Cooperative energy ΔΔE as function of the energy cost of binding a ligand E₀ is sketched for the MWC model. The maximal cooperative energy that the system can reach is ΔΔE^∗. To see this figure in color, go online.

Mechanical consideration in the MWC model

Our observations (see the empirical section below) indicate that a significant fraction of allosteric proteins operate mainly along one normal mode of the elastic energy, supporting the idea that in these cases, a favored path connects the inactive and active configurations. We expand the energy (in the absence of ligand) in terms of the motion x along that path (in this two-states case, it is more convenient to choose a coordinate x varying between −1 and +1 as the protein undergoes its allosteric response). Note that if nonlinearities are present, this path is not along a single linear mode but bends in phase space. Our analysis below holds independently of such bending. We keep the minimal number of nonlinear terms that allow displaying two states (a polynomial of four degrees has five parameters; three of them can be fixed by redefining the reference energy and changing the definition of x by both a multiplicative and additive constants):

$$E_{00}\left(x\right)=k_a{\Vert d{R}_a\Vert }^2\left(\frac{1}{8}{x}^4-\frac{1}{4}{x}^2+xb\right),$$ (6)

where b is a parameter reflecting how the energy profile is tilted toward the inactive state, k_a characterizes the stiffness of the mode, and ||dR_a||² is the square norm of the allosteric response.
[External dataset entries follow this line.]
//! Authors repository for database operations

use sqlx::PgConnection;

use crate::{error::AppResult, models::author::Author};

#[derive(Clone, Copy, Debug, Default)]
pub struct AuthorsRepository;

impl AuthorsRepository {
    /// Get author by ID
    pub async fn find_by_id(&self, conn: &mut PgConnection, id: i64) -> AppResult<Option<Author>> {
        let author = sqlx::query_as::<_, Author>("SELECT id_autor, nombre FROM autores WHERE id_autor = $1")
            .bind(id)
            .fetch_optional(conn)
            .await?;
        Ok(author)
    }

    /// Get the first author (lowest id) with exactly this name
    pub async fn find_by_name(&self, conn: &mut PgConnection, name: &str) -> AppResult<Option<Author>> {
        let author = sqlx::query_as::<_, Author>(
            "SELECT id_autor, nombre FROM autores WHERE nombre = $1 ORDER BY id_autor LIMIT 1",
        )
        .bind(name)
        .fetch_optional(conn)
        .await?;
        Ok(author)
    }

    /// List all authors
    pub async fn find_all(&self, conn: &mut PgConnection) -> AppResult<Vec<Author>> {
        let authors = sqlx::query_as::<_, Author>("SELECT id_autor, nombre FROM autores ORDER BY id_autor")
            .fetch_all(conn)
            .await?;
        Ok(authors)
    }

    /// Insert a new author
    pub async fn insert(&self, conn: &mut PgConnection, name: &str) -> AppResult<Author> {
        let author = sqlx::query_as::<_, Author>(
            "INSERT INTO autores (nombre) VALUES ($1) RETURNING id_autor, nombre",
        )
        .bind(name)
        .fetch_one(conn)
        .await?;
        Ok(author)
    }

    /// Replace an author's fields, `None` when the row does not exist
    pub async fn update(&self, conn: &mut PgConnection, id: i64, name: &str) -> AppResult<Option<Author>> {
        let author = sqlx::query_as::<_, Author>(
            "UPDATE autores SET nombre = $2 WHERE id_autor = $1 RETURNING id_autor, nombre",
        )
        .bind(id)
        .bind(name)
        .fetch_optional(conn)
        .await?;
        Ok(author)
    }

    /// Delete an author (books cascade), returns whether a row was removed
    pub async fn delete(&self, conn: &mut PgConnection, id: i64) -> AppResult<bool> {
        let result = sqlx::query("DELETE FROM autores WHERE id_autor = $1")
            .bind(id)
            .execute(conn)
            .await?;
        Ok(result.rows_affected() > 0)
    }
}
//! Author model and related types

use serde::{Deserialize, Serialize};
use sqlx::FromRow;
use utoipa::ToSchema;
use validator::Validate;

use super::not_blank;

/// Author row from the `autores` table
#[derive(Debug, Clone, PartialEq, FromRow)]
pub struct Author {
    #[sqlx(rename = "id_autor")]
    pub id: i64,
    #[sqlx(rename = "nombre")]
    pub name: String,
}

/// Create or replace author request
#[derive(Debug, Clone, Deserialize, Validate, ToSchema)]
pub struct AuthorRequest {
    /// Author name
    #[serde(rename = "nombre")]
    #[validate(custom(function = "not_blank"), length(min = 1, max = 255, message = "El nombre debe tener entre 1 y 255 caracteres"))]
    pub name: String,
}

/// Author as returned by the API, also embedded in book responses
#[derive(Debug, Clone, PartialEq, Serialize, Deserialize, ToSchema)]
pub struct AuthorResponse {
    #[serde(rename = "idAutor")]
    pub id: i64,
    #[serde(rename = "nombre")]
    pub name: String,
}

impl From<Author> for AuthorResponse {
    fn from(author: Author) -> Self {
        Self {
            id: author.id,
            name: author.name,
        }
    }
}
A typical profile following Eq. 6 is shown in Fig. 3 A. We denote by inactive the lowest of the two minima and the other one by active. Note that 1) in the case b = 0, Eq. 6 describes two identical minima at x = ±1 of stiffness k_a, separated by an energy barrier E_b = k_a ||δR_a||²/8. 2) When the parameter b is positive, we have E_Ac > E_In up to b = b_c = 1/$\left(3\sqrt{3}\right)$ where the active state becomes unstable and only a single stable state is left. 3) At fixed k_a, the energy difference between the two states E₀ is maximal at b = b_c, where one finds E₀ = $\frac{3}{8}$k_a ||dR_a||². 4) For small b, E₀ $\simeq$2k_a ||dR_a||²b. In what follows, we focus on the case b < b_c, where the population shift model lies.

Figure 3.

(A) Sketch of the energy profiles E₀₀(x) (black), E₁₀(x) (blue), and E₁₁(x) (red) between two states, active (Ac) and inactive (In), as a function of the motion x along the path connecting them. The energy difference E₀ between the inactive and active unbound state, the energy cost of binding one ligand ΔE, and the height of the energy barrier E_b are highlighted. (B) Maximal cooperative energy ΔΔE^∗ as function of the stiffness of the allosteric response k_a is given, showing (I) linear growth and (II) a plateau. Energy profiles for k_a$\ll k_a^{\ast }$, k_a ∼ $k_a^{\ast }$, and k_a$\gg k_a^{\ast }$ are shown in inset. There are obtained from the nonlinear elastic model of allostery described below. To see this figure in color, go online.

Next, we assume that the active configuration matches the shape of both ligands so that binding events in that state cost no energy. However, by moving away from the configuration, the shapes of the protein and ligands do not match anymore, and the protein needs to deform elastically near the binding site. Again, assuming that each binding site involves on the order of n₀ atoms, which move by a distance of order a from the active to the inactive state, we have a binding energy E₁₀(x) − E₀₀(x) = n₀ka²g(x − x_Ac), where x_Ac ≈ 1 is the location of the active state along the path. This energy is exemplified by the difference between the blue and black curves in Fig. 3 A. Thus, the binding energy in the inactive state follows ΔE = n₀ka²g(x_In − x_Ac) ≈ 4n₀ka², which is independent of the protein size and mode stiffness k_a. As explained before, if the two binding sites are distant enough, for a given mode amplitude, the elastic costs of binding will simply add up: E₁₁(x) − E₀₀(x) = 2n₀ka²g(x − x_Ac), as shown in red in Fig. 3 A.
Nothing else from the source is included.